庭院之中,珠玉柔柔弱弱的跪在地上,平日嬌嬌女子,這會滿面委屈。
“小姐~”
似乎覺得秦若白態度軟化,珠玉忍不住 挪了挪跪得發麻的雙腿,輕喚一聲,提醒自己的存在感。
秦若白甚至想著,就此將珠玉處理了,可此消彼長,沒了珠玉,她身邊可能還會有紅玉,二姨娘不會放棄往她這裡塞人。
與其身邊有個不知名的敵人需要去揣測,倒不如就這般留著珠玉,讓人盯著她的小動作。
“起來吧,也是我平日不在乎這些俗事,以至於你們胡亂的做決定。”有了決定之後,秦若白緩和了臉色,伸手虛扶珠玉手肘,讓其起身。
得到了命令,珠玉頓時作出一副感激淋涕之相,目光掃過周圍眾人,低垂雙眼以示恭敬之時卻閃過怨毒的色彩,語氣卻聽不出半分不對,反而透著感動的腔調:“謝小姐寬宏大量。”
秦若白決定留下她是一回事,可珠玉犯錯,她自是不可能就此放過,理應敲打敲打。
“寬宏大量也該有賞有罰,今日這事往大了說,影響父親仕途,將軍府出了問題,你們這群家生子又能豈能好得了。”
眾人心頭一凜,望向珠玉的目光詭異莫測,紛紛都怪上了珠玉疏忽大意的指示,要不是她略過了小姐,他們也不用遭遇責罰。
“珠玉首當其衝罰二個月的月錢,其餘人等退而其次扣除一個月的月錢。”秦若白麵色嚴謹,自從嬤嬤回家養老之後,聽雪小築的規矩無法不成樣子。
任由珠玉鬆了一口氣,秦若白宛若玩弄人心的上位者,施施然的通知道:“珠玉不顧主子,越俎代庖的行徑不容姑息,即今日起降為二等丫鬟。
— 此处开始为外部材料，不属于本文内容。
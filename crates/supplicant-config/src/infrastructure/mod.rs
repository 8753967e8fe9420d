//! Infrastructure layer: the OS-backed implementation of the file-system seam
//! used by the application layer.

pub mod fs;

pub use fs::OsFileSystem;
//! [`ProvisionFs`] backed by the real file system.
//!
//! Unix only: access checks go through `access(2)` and permission bits are
//! set with [`PermissionsExt`]. Every blocking call that can be interrupted
//! by a signal is retried until it completes or fails for another reason.

use std::ffi::CString;
use std::fs::{self, File, OpenOptions, Permissions};
use std::io::{self, Read, Write};
use std::os::unix::ffi::OsStrExt;
use std::os::unix::fs::{OpenOptionsExt, PermissionsExt};
use std::path::Path;

use tracing::debug;

use crate::application::provision::ProvisionFs;

/// Runs `op` until it returns anything other than `ErrorKind::Interrupted`.
pub fn retry_on_interrupt<T, F>(mut op: F) -> io::Result<T>
where
    F: FnMut() -> io::Result<T>,
{
    loop {
        match op() {
            Err(e) if e.kind() == io::ErrorKind::Interrupted => continue,
            other => return other,
        }
    }
}

/// The production file system.
#[derive(Debug, Default, Clone, Copy)]
pub struct OsFileSystem;

impl OsFileSystem {
    pub fn new() -> Self {
        Self
    }
}

impl ProvisionFs for OsFileSystem {
    /// Checks `R_OK | W_OK` against the real user and group IDs.
    fn probe_read_write(&self, path: &Path) -> io::Result<()> {
        let c_path = CString::new(path.as_os_str().as_bytes())
            .map_err(|e| io::Error::new(io::ErrorKind::InvalidInput, e))?;
        retry_on_interrupt(|| {
            // SAFETY: `c_path` is a valid NUL-terminated string that outlives the call.
            let rc = unsafe { libc::access(c_path.as_ptr(), libc::R_OK | libc::W_OK) };
            if rc == 0 {
                Ok(())
            } else {
                Err(io::Error::last_os_error())
            }
        })
    }

    fn set_mode(&self, path: &Path, mode: u32) -> io::Result<()> {
        debug!("chmod {mode:04o} {}", path.display());
        retry_on_interrupt(|| fs::set_permissions(path, Permissions::from_mode(mode)))
    }

    fn open_template(&self, path: &Path) -> io::Result<Box<dyn Read>> {
        let file = retry_on_interrupt(|| File::open(path))?;
        Ok(Box::new(file))
    }

    /// Opens `path` read/write, creating it with `mode` (subject to umask)
    /// if it does not exist. Existing content is not truncated.
    fn create_target(&self, path: &Path, mode: u32) -> io::Result<Box<dyn Write>> {
        let file = retry_on_interrupt(|| {
            OpenOptions::new()
                .read(true)
                .write(true)
                .create(true)
                .mode(mode)
                .open(path)
        })?;
        Ok(Box::new(file))
    }

    fn remove(&self, path: &Path) -> io::Result<()> {
        retry_on_interrupt(|| fs::remove_file(path))
    }
}

// ── Tests ─────────────────────────────────────────────────────────────────────
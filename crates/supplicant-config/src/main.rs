//! supplicant-config entry point.
//!
//! Runs once before `wpa_supplicant` is started:
//!
//! 1. `/data/misc/wifi/wpa_supplicant.conf` must exist. If it cannot be
//!    provisioned the process exits with a failure status and Wi-Fi stays off.
//! 2. `/data/misc/wifi/p2p_supplicant.conf` is provisioned if possible; a
//!    failure does not change the exit status.
//!
//! All paths are fixed. The log level is taken from `RUST_LOG` (default
//! `info`).

use std::process::ExitCode;

use anyhow::Context;
use clap::Parser;
use tracing::{error, info};
use tracing_subscriber::EnvFilter;

use supplicant_config::{
    prepare_supplicant_configs, ConfigProvisioner, OsFileSystem, ProvisionerConfig,
};

/// Seeds the wpa_supplicant config files from the system template.
///
/// Takes no options besides `--help` and `--version`.
#[derive(Debug, Parser)]
#[command(name = "supplicant-config", version)]
struct Cli {}

fn main() -> ExitCode {
    let _cli = Cli::parse();

    // Initialise structured logging.  Level is overridden by `RUST_LOG`.
    tracing_subscriber::fmt()
        .with_env_filter(
            EnvFilter::try_from_default_env().unwrap_or_else(|_| EnvFilter::new("info")),
        )
        .with_writer(std::io::stderr)
        .init();

    match run() {
        Ok(()) => ExitCode::SUCCESS,
        Err(e) => {
            error!("{e:#}");
            error!("Wi-Fi will not be enabled");
            ExitCode::FAILURE
        }
    }
}

fn run() -> anyhow::Result<()> {
    let provisioner = ConfigProvisioner::new(OsFileSystem::new(), ProvisionerConfig::default());

    let report = prepare_supplicant_configs(&provisioner)
        .context("supplicant config is unavailable")?;

    info!(
        "supplicant configs ready (primary: {:?}, p2p: {:?})",
        report.primary, report.secondary
    );
    Ok(())
}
”
本來因主要人員的珠玉只是比他們多扣一個月的月錢,還忿忿不平的眾人,聽得這樣的下場,反而紛紛同情起珠玉。
貼身丫鬟不只掌管主子妝奩,亦是屬於主子左膀右臂,平日賞的物件,價值就比月錢多出幾倍不止。
前途發展二等丫鬟更是無法比擬,秦若白以後嫁人,珠玉就是妥妥的陪嫁丫鬟,以秦若白炙手可熱的身份,將來必然不會差勁。
珠玉有些發愣,眼前的小姐似乎愈發難以看清了,此刻在自家院子內,裝扮極為簡易,未施粉黛的面容清清泠泠,姿容一如既往的端雅婷婷。
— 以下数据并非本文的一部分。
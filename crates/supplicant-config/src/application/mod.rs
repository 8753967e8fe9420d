//! Application layer.
//!
//! - **`provision`** – the provisioning routine for a single config file,
//!   written against the [`provision::ProvisionFs`] trait.
//! - **`startup`** – which configs are provisioned before the supplicant
//!   starts and which failures are fatal.

pub mod provision;
pub mod startup;
//! Injected diagnostic sink.
//!
//! Run-time observations (step application, version gaps) flow through a
//! sink handed to the orchestrator rather than a process-wide trace
//! switch. The default sink forwards to the `log` facade.

use crate::plan::Direction;

/// A structured observation emitted during a run
#[derive(Debug, Clone, PartialEq, Eq)]
pub enum Diagnostic {
    /// A migration step was applied successfully
    StepApplied {
        version: i64,
        description: String,
        direction: Direction,
    },

    /// Consecutively applied versions differ by more than one, suggesting
    /// a missing or mis-tagged migration. Never an error.
    VersionGap { from: i64, to: i64 },
}

/// Receiver for run diagnostics.
pub trait DiagnosticSink {
    /// Handle one diagnostic.
    fn emit(&self, diagnostic: &Diagnostic);
}

/// Adapter turning a plain closure into a sink
pub struct FnSink<F: Fn(&Diagnostic)>(pub F);

impl<F: Fn(&Diagnostic)> DiagnosticSink for FnSink<F> {
    fn emit(&self, diagnostic: &Diagnostic) {
        (self.0)(diagnostic)
    }
}

/// Default sink: forwards to the `log` facade.
///
/// Gap warnings go out at warn level, step applications at debug.
#[derive(Debug, Clone, Copy, Default)]
pub struct LogSink;

impl DiagnosticSink for LogSink {
    fn emit(&self, diagnostic: &Diagnostic) {
        match diagnostic {
            Diagnostic::StepApplied {
                version,
                description,
                direction,
            } => {
                log::debug!("Applied migration v{version} ({description}) {direction}");
            }
            Diagnostic::VersionGap { from, to } => {
                log::warn!(
                    "Version gap between applied migrations v{from} and v{to}; \
                     a migration may be missing or mis-tagged"
                );
            }
        }
    }
}
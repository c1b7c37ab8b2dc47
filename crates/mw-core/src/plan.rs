//! Direction, inclusion window, and run preview.
//!
//! The window is the per-migration inclusion test for one run. It is
//! computed once from a snapshot of the stored version and an optional
//! target, before iteration begins, so its verdict for a given migration
//! cannot flip partway through the run.

use serde::{Deserialize, Serialize};

/// Direction of a migration run
#[derive(Debug, Clone, Copy, PartialEq, Eq, Serialize, Deserialize)]
#[serde(rename_all = "lowercase")]
pub enum Direction {
    /// Forward: apply migrations not yet applied
    Up,
    /// Reverse: undo applied migrations
    Down,
}

impl std::fmt::Display for Direction {
    fn fmt(&self, f: &mut std::fmt::Formatter<'_>) -> std::fmt::Result {
        match self {
            Direction::Up => write!(f, "up"),
            Direction::Down => write!(f, "down"),
        }
    }
}

/// Inclusion rule for one run.
///
/// Boundary semantics: a migration whose version exactly equals the
/// snapshot is excluded going up and included (unbounded) going down.
/// Bounded down runs undo everything strictly above the target.
#[derive(Debug, Clone, Copy, PartialEq, Eq)]
pub struct Window {
    direction: Direction,
    snapshot: i64,
    target: Option<i64>,
}

impl Window {
    /// Build a window from an explicit direction and optional target
    pub fn new(direction: Direction, snapshot: i64, target: Option<i64>) -> Self {
        Self {
            direction,
            snapshot,
            target,
        }
    }

    /// Unbounded up: everything above the snapshot
    pub fn up(snapshot: i64) -> Self {
        Self::new(Direction::Up, snapshot, None)
    }

    /// Bounded up: everything above the snapshot, at or below `target`
    pub fn up_to(snapshot: i64, target: i64) -> Self {
        Self::new(Direction::Up, snapshot, Some(target))
    }

    /// Unbounded down: everything at or below the snapshot
    pub fn down(snapshot: i64) -> Self {
        Self::new(Direction::Down, snapshot, None)
    }

    /// Bounded down: everything strictly above `target`, at or below the
    /// snapshot
    pub fn down_to(snapshot: i64, target: i64) -> Self {
        Self::new(Direction::Down, snapshot, Some(target))
    }

    /// Direction this window was built for
    pub fn direction(&self) -> Direction {
        self.direction
    }

    /// Stored version snapshot the window was computed from
    pub fn snapshot(&self) -> i64 {
        self.snapshot
    }

    /// Optional requested target version
    pub fn target(&self) -> Option<i64> {
        self.target
    }

    /// Whether a migration at `version` executes in this run
    pub fn includes(&self, version: i64) -> bool {
        match (self.direction, self.target) {
            (Direction::Up, None) => version > self.snapshot,
            (Direction::Up, Some(target)) => version > self.snapshot && version <= target,
            (Direction::Down, None) => version <= self.snapshot,
            (Direction::Down, Some(target)) => version > target && version <= self.snapshot,
        }
    }
}

/// One step of a previewed run
#[derive(Debug, Clone, PartialEq, Eq, Serialize, Deserialize)]
pub struct PlannedStep {
    /// Version of the migration that would run
    pub version: i64,

    /// Its description
    pub description: String,
}

/// Side-effect-free preview of the steps a run would apply, in the order
/// it would apply them.
#[derive(Debug, Clone, Serialize, Deserialize)]
pub struct MigrationPlan {
    /// Direction the plan was computed for
    pub direction: Direction,

    /// Stored version at the time the plan was computed
    pub from_version: i64,

    /// Requested target, if any
    #[serde(skip_serializing_if = "Option::is_none")]
    pub target: Option<i64>,

    /// Steps the run would apply
    pub steps: Vec<PlannedStep>,
}

impl MigrationPlan {
    /// Number of steps the run would apply
    pub fn len(&self) -> usize {
        self.steps.len()
    }

    /// True when the run would apply nothing
    pub fn is_empty(&self) -> bool {
        self.steps.is_empty()
    }
}

#[cfg(test)]
#[path = "plan_test.rs"]
mod tests;
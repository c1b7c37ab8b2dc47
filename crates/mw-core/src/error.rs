//! Error types for mw-core

use crate::plan::Direction;
use crate::store::StoreError;
use thiserror::Error;

/// Error returned by an individual migration step.
///
/// Migrations side-effect an external target system, so the variants here
/// are deliberately open-ended: a plain message, or a preserved source
/// error from whatever driver the migration uses.
#[derive(Error, Debug)]
pub enum MigrationError {
    /// Step reported a failure (G001)
    #[error("[G001] Migration step failed: {0}")]
    Step(String),

    /// Error from the external target system with preserved source (G002)
    #[error("[G002] Target system error")]
    Target(#[source] Box<dyn std::error::Error + Send + Sync>),
}

/// Result type alias for a migration step
pub type MigrationResult<T> = Result<T, MigrationError>;

/// Error returned by an orchestrator run.
#[derive(Error, Debug)]
pub enum CoreError {
    /// A migration step failed mid-run; the run halts here (G003)
    #[error("[G003] Migration v{version} ({description}) failed running {direction}")]
    StepFailed {
        version: i64,
        description: String,
        direction: Direction,
        #[source]
        source: MigrationError,
    },

    /// The version store failed to read or persist the version (G004)
    #[error("[G004] Version store operation failed")]
    Store(#[from] StoreError),
}

/// Result type alias for CoreError
pub type CoreResult<T> = Result<T, CoreError>;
唯獨那雙眼睛,笑意不達眼底,黑沉如漩渦,好似蟄伏暗處的兇獸,隨時準備張開血盆大口,將敵人一口吞沒。
“可是不服?”秦若白挑眉一問。
珠玉渾身一顫:“奴婢不敢。”
不敢?那就不是心甘誠服嘍!不過那又何妨,秦若白並不在意珠玉的嘴硬,只要珠玉的賣身契在她手裡一天,珠玉就是不服也得趴著。
今朝我孑然一身,一往無前亦是無悔。
她本就是從阿鼻地獄中爬出來的惡鬼,魍魎魑魅儘管作怪,早就死過了一次,還有何種情況能讓她滋生恐懼呢!
似是呼籲她心中的困獸的掙扎,一陣怪風驟然吹過她的裙襬,像是她那未來得及出世的孩兒正在與母親打招呼,秦若白若有所感的朝著天邊望去。
潔白如玉的面頰上平靜無痕,又有誰能夠知道她心中的瘋狂,黃粱一夢也好,真實過往也罷,她不會在允許任何人傷害自己的機會。